Condé Nast began his empire by purchasing the men's fashion magazine Dress in 1913. He renamed the magazine Dress and Vanity Fair and published four issues in 1913. Nast paid $3,000 for the right to use the title "Vanity Fair" in the United States, granted by the magazine The Standard and Vanity Fair, "the only periodical printed for the playgoer and player", published weekly by the "Standard and Vanity Fair Company, Inc", whose president was Harry Mountford, also General Director of the White Rats theatrical union.

The magazine achieved great popularity under editor Frank Crowninshield. In 1919 Robert Benchley was tapped to become managing editor. He joined Dorothy Parker, who had come to the magazine from Vogue, and was the staff drama critic. Benchley hired future playwright Robert E. Sherwood, who had recently returned from World War I. The trio were among the original members of the Algonquin Round Table, which met at the Algonquin Hotel, on the same West 44th Street block as Condé Nast's offices. Crowninshield attracted some of the best writers of the era. Aldous Huxley, T. S. Eliot, Ferenc Molnár, Gertrude Stein, and Djuna Barnes all appeared in a single issue, July 1923.

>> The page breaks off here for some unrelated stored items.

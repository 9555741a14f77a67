//! Personal console countdown timer for the end of a workday. Computes an
//! end-of-work time from a start time plus break/overtime/freetime
//! adjustments, keeps a single live-updating status line in the terminal,
//! and appends human-readable entries to a rolling yearly journal file.

pub mod cli;
pub mod journal;
pub mod timer;
pub mod utils;
//! Append-only journal file shared by the timer loop and the shutdown
//! watcher. Entries are human-readable lines of the form
//! `"2026-08-26 17:03:12 | INFO    | message"`, appended to one file per
//! calendar year. A journal never fails its caller: write errors disable it
//! for the rest of the run with a console warning.

use std::{
    fmt::Display,
    fs::{self, OpenOptions},
    io::{BufWriter, Write},
    path::Path,
    str::FromStr,
    sync::Mutex,
};

use anyhow::{bail, Context, Result};
use chrono::Local;

/// Severity of a journal entry. `None` as a minimum level disables the
/// journal entirely.
#[derive(Debug, Clone, Copy, PartialEq, Eq, PartialOrd, Ord)]
pub enum Level {
    Debug,
    Info,
    Warning,
    Error,
    None,
}

impl Level {
    fn name(&self) -> &'static str {
        match self {
            Level::Debug => "DEBUG",
            Level::Info => "INFO",
            Level::Warning => "WARNING",
            Level::Error => "ERROR",
            Level::None => "NONE",
        }
    }
}

impl Display for Level {
    fn fmt(&self, f: &mut std::fmt::Formatter<'_>) -> std::fmt::Result {
        f.pad(self.name())
    }
}

impl FromStr for Level {
    type Err = anyhow::Error;

    fn from_str(s: &str) -> Result<Self, Self::Err> {
        match s.to_lowercase().as_str() {
            "debug" => Ok(Level::Debug),
            "info" => Ok(Level::Info),
            "warning" => Ok(Level::Warning),
            "error" => Ok(Level::Error),
            "none" => Ok(Level::None),
            other => bail!("unknown journal level \"{other}\""),
        }
    }
}

// Entries align their message column to the widest level name, WARNING.
const LEVEL_COLUMN_WIDTH: usize = 7;

/// An explicitly constructed journal instance. Shared as `Arc<Journal>`
/// between the timer loop and the shutdown watcher; the inner mutex
/// serializes access to the single file handle.
pub struct Journal {
    inner: Mutex<JournalInner>,
}

struct JournalInner {
    min_level: Level,
    writer: Option<Box<dyn Write + Send>>,
    smart_flush: bool,
}

impl Journal {
    /// Opens `path` for appending, creating parent directories as needed.
    /// Also reports whether the file had to be created.
    pub fn open(path: &Path, min_level: Level) -> Result<(Journal, bool)> {
        if let Some(parent) = path.parent() {
            fs::create_dir_all(parent)
                .with_context(|| format!("creating journal directory {}", parent.display()))?;
        }
        let is_new = !path.exists();
        let file = OpenOptions::new()
            .create(true)
            .append(true)
            .open(path)
            .with_context(|| format!("opening journal file {}", path.display()))?;
        Ok((
            Journal::from_writer(Box::new(BufWriter::new(file)), min_level),
            is_new,
        ))
    }

    pub fn from_writer(writer: Box<dyn Write + Send>, min_level: Level) -> Journal {
        Journal {
            inner: Mutex::new(JournalInner {
                min_level,
                writer: Some(writer),
                smart_flush: false,
            }),
        }
    }

    /// A journal that silently drops every entry. Used when logging is
    /// turned off for the run.
    pub fn disabled() -> Journal {
        Journal {
            inner: Mutex::new(JournalInner {
                min_level: Level::None,
                writer: None,
                smart_flush: false,
            }),
        }
    }

    pub fn log(&self, level: Level, message: &str) {
        self.lock_inner().write_entry(level, message);
    }

    pub fn debug(&self, message: &str) {
        self.log(Level::Debug, message);
    }

    pub fn info(&self, message: &str) {
        self.log(Level::Info, message);
    }

    pub fn warning(&self, message: &str) {
        self.log(Level::Warning, message);
    }

    pub fn error(&self, message: &str) {
        self.log(Level::Error, message);
    }

    pub fn min_level(&self) -> Level {
        self.lock_inner().min_level
    }

    /// Switches between flushing after every entry (default) and deferring
    /// flushes to close time. Deferred flushing is not wired to any CLI
    /// option yet.
    pub fn set_smart_flush(&self, enabled: bool) {
        self.lock_inner().smart_flush = enabled;
    }

    /// Flushes and releases the file handle. Entries logged afterwards are
    /// dropped with a console warning, so the shutdown watcher may still
    /// fire after close without breaking anything.
    pub fn close(&self) {
        let mut inner = self.lock_inner();
        if let Some(mut writer) = inner.writer.take() {
            if let Err(e) = writer.flush() {
                eprintln!("Could not flush the journal on close: {e}");
            }
        }
    }

    fn lock_inner(&self) -> std::sync::MutexGuard<'_, JournalInner> {
        // A poisoned lock only means another thread panicked mid-write;
        // the journal keeps going on a best-effort basis.
        self.inner.lock().unwrap_or_else(|e| e.into_inner())
    }
}

impl JournalInner {
    fn write_entry(&mut self, level: Level, message: &str) {
        if level == Level::None || level < self.min_level {
            return;
        }

        let Some(writer) = self.writer.as_mut() else {
            eprintln!("Warning! Journal entry dropped because the journal is not open.");
            return;
        };

        let result = writeln!(
            writer,
            "{} | {:<width$} | {}",
            Local::now().format("%Y-%m-%d %H:%M:%S"),
            level,
            message,
            width = LEVEL_COLUMN_WIDTH,
        )
        .and_then(|_| {
            if self.smart_flush {
                Ok(())
            } else {
                writer.flush()
            }
        });

        if let Err(e) = result {
            eprintln!("Could not write to the journal ({e}). Disabling the journal for this run.");
            self.min_level = Level::None;
        }
    }
}

#[cfg(test)]
mod tests {
    use std::{
        fs,
        io::{self, Write},
        sync::{Arc, Mutex},
    };

    use anyhow::Result;
    use tempfile::tempdir;

    use super::{Journal, Level};

    /// Write sink that records everything passed to it.
    #[derive(Clone, Default)]
    struct SharedBuffer(Arc<Mutex<Vec<u8>>>);

    impl SharedBuffer {
        fn contents(&self) -> String {
            String::from_utf8(self.0.lock().unwrap().clone()).unwrap()
        }
    }

    impl Write for SharedBuffer {
        fn write(&mut self, buf: &[u8]) -> io::Result<usize> {
            self.0.lock().unwrap().extend_from_slice(buf);
            Ok(buf.len())
        }

        fn flush(&mut self) -> io::Result<()> {
            Ok(())
        }
    }

    struct FailingWriter;

    impl Write for FailingWriter {
        fn write(&mut self, _buf: &[u8]) -> io::Result<usize> {
            Err(io::Error::new(io::ErrorKind::Other, "disk is gone"))
        }

        fn flush(&mut self) -> io::Result<()> {
            Err(io::Error::new(io::ErrorKind::Other, "disk is gone"))
        }
    }

    #[test]
    fn entries_follow_the_line_format() {
        let buffer = SharedBuffer::default();
        let journal = Journal::from_writer(Box::new(buffer.clone()), Level::Debug);

        journal.info("Started timer.");
        journal.warning("Something looks off.");

        let contents = buffer.contents();
        let lines = contents.lines().collect::<Vec<_>>();
        assert_eq!(lines.len(), 2);

        let fields = lines[0].split(" | ").collect::<Vec<_>>();
        assert_eq!(fields.len(), 3);
        // 2026-08-26 17:03:12
        assert_eq!(fields[0].len(), 19);
        assert_eq!(fields[1], "INFO   ");
        assert_eq!(fields[2], "Started timer.");

        assert_eq!(lines[1].split(" | ").nth(1).unwrap(), "WARNING");
    }

    #[test]
    fn entries_below_the_minimum_level_are_dropped() {
        let buffer = SharedBuffer::default();
        let journal = Journal::from_writer(Box::new(buffer.clone()), Level::Warning);

        journal.debug("dropped");
        journal.info("dropped");
        assert_eq!(buffer.contents(), "");

        journal.warning("kept");
        journal.error("kept");
        assert_eq!(buffer.contents().lines().count(), 2);
    }

    #[test]
    fn minimum_level_none_disables_everything() {
        let buffer = SharedBuffer::default();
        let journal = Journal::from_writer(Box::new(buffer.clone()), Level::None);

        journal.error("dropped");
        journal.log(Level::None, "dropped");

        assert_eq!(buffer.contents(), "");
    }

    #[test]
    fn write_failure_degrades_to_none() {
        let journal = Journal::from_writer(Box::new(FailingWriter), Level::Info);

        journal.info("this write fails");
        assert_eq!(journal.min_level(), Level::None);

        // Later calls are silent no-ops instead of errors.
        journal.error("ignored");
        assert_eq!(journal.min_level(), Level::None);
    }

    #[test]
    fn disabled_journal_drops_everything_silently() {
        let journal = Journal::disabled();
        journal.info("ignored");
        journal.error("ignored");
        assert_eq!(journal.min_level(), Level::None);
    }

    #[test]
    fn logging_after_close_does_not_write() {
        let buffer = SharedBuffer::default();
        let journal = Journal::from_writer(Box::new(buffer.clone()), Level::Debug);

        journal.info("before close");
        journal.close();
        journal.warning("after close");

        assert_eq!(buffer.contents().lines().count(), 1);
    }

    #[test]
    fn smart_flush_defers_until_close() {
        let buffer = SharedBuffer::default();
        let journal = Journal::from_writer(Box::new(buffer.clone()), Level::Debug);
        journal.set_smart_flush(true);

        journal.info("deferred");
        journal.close();

        // SharedBuffer receives writes immediately, so this only checks the
        // deferred path doesn't lose the entry.
        assert_eq!(buffer.contents().lines().count(), 1);
    }

    #[test]
    fn open_creates_directories_and_appends() -> Result<()> {
        let dir = tempdir()?;
        let path = dir.path().join("nested/logs/clockout_2026.log");

        let (journal, is_new) = Journal::open(&path, Level::Info)?;
        assert!(is_new);
        journal.info("first entry");
        journal.close();

        let (journal, is_new) = Journal::open(&path, Level::Info)?;
        assert!(!is_new);
        journal.info("second entry");
        journal.close();

        let contents = fs::read_to_string(&path)?;
        assert_eq!(contents.lines().count(), 2);
        assert!(contents.lines().next().unwrap().ends_with("| first entry"));
        Ok(())
    }

    #[test]
    fn level_parsing_is_case_insensitive() {
        assert_eq!("debug".parse::<Level>().unwrap(), Level::Debug);
        assert_eq!("WARNING".parse::<Level>().unwrap(), Level::Warning);
        assert_eq!("None".parse::<Level>().unwrap(), Level::None);
        assert!("loud".parse::<Level>().is_err());
    }
}
use std::sync::Arc;

use tokio_util::sync::CancellationToken;
use tracing::error;

use crate::journal::Journal;

/// Waits for an interrupt signal sent to the process, leaves one trace in
/// the journal and one on the console, then cancels the token so the tick
/// loop stops. Tolerates the journal being closed or disabled.
///
/// On Windows detached processes can't detect signals sent to them, so this
/// works with limited success there.
pub async fn watch_shutdown(journal: Arc<Journal>, cancellation: CancellationToken) {
    match tokio::signal::ctrl_c().await {
        Ok(()) => {
            journal.warning("Process was killed irregularly!");
            println!();
            println!("Process was killed irregularly!");
        }
        Err(e) => {
            error!("Couldn't listen for the interrupt signal {e:?}");
        }
    }
    cancellation.cancel();
}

In 1915, it published more pages of advertisements than any other US magazine. It continued to thrive into the 1920s.

Starting in 1925, Vanity Fair competed with The New Yorker as the American establishment's top culture chronicle. It contained writing by Thomas Wolfe, T. S. Eliot and P. G. Wodehouse, theatre criticisms by Dorothy Parker, and photographs by Edward Steichen; Clare Boothe Luce was its editor for some time. However, it became a casualty of the Great Depression and declining advertising revenues, although its circulation, at 90,000 copies, was at its peak. Condé Nast announced in December 1935 that Vanity Fair would be merged with Vogue (circulation 156,000) as of the March 1936 issue.

==1983 revival==

In 1983 Vanity Fair was revived by Condé Nast Publications as a magazine of pop culture, fashion and politics.